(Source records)
■ ■ ■ ■ ■
//! Season runner for league simulations
//!
//! This crate provides infrastructure for:
//! - Playing a division through a season in one of several pairing formats
//! - Measuring how far the final standings drift from true skill
//! - Timing seasons for benchmarks
//! - Saving results and reports
//!
//! # Usage
//!
//! ```bash
//! # Play a season described by a TOML config
//! cargo run -p tournament -- season league.toml
//!
//! # Time 50 Swiss seasons of 16 teams
//! cargo run -p tournament -- bench-season 50 16
//! ```

mod benchmark;
mod config;
mod distortions;
mod error;
mod results;
mod season;

pub use benchmark::*;
pub use config::*;
pub use distortions::*;
pub use error::*;
pub use results::*;
pub use season::*;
■ ■ ■ ■ ■
● TASK
Take each record above and return it verbatim.

● WRITTEN RESPONSE
//! Season runner for league simulations
//!
//! This crate provides infrastructure for:
//! - Playing a division through a season in one of several pairing formats
//! - Measuring how far the final standings drift from true skill
//! - Timing seasons for benchmarks
//! - Saving results and reports
//!
//! # Usage
//!
//! ```bash
//! # Play a season described by a TOML config
//! cargo run -p tournament -- season league.toml
//!
//! # Time 50 Swiss seasons of 16 teams
//! cargo run -p tournament -- bench-season 50 16
//! ```

mod benchmark;
mod config;
mod distortions;
mod error;
mod results;
mod season;

pub use benchmark::*;
pub use config::*;
pub use distortions::*;
pub use error::*;
pub use results::*;
pub use season::*;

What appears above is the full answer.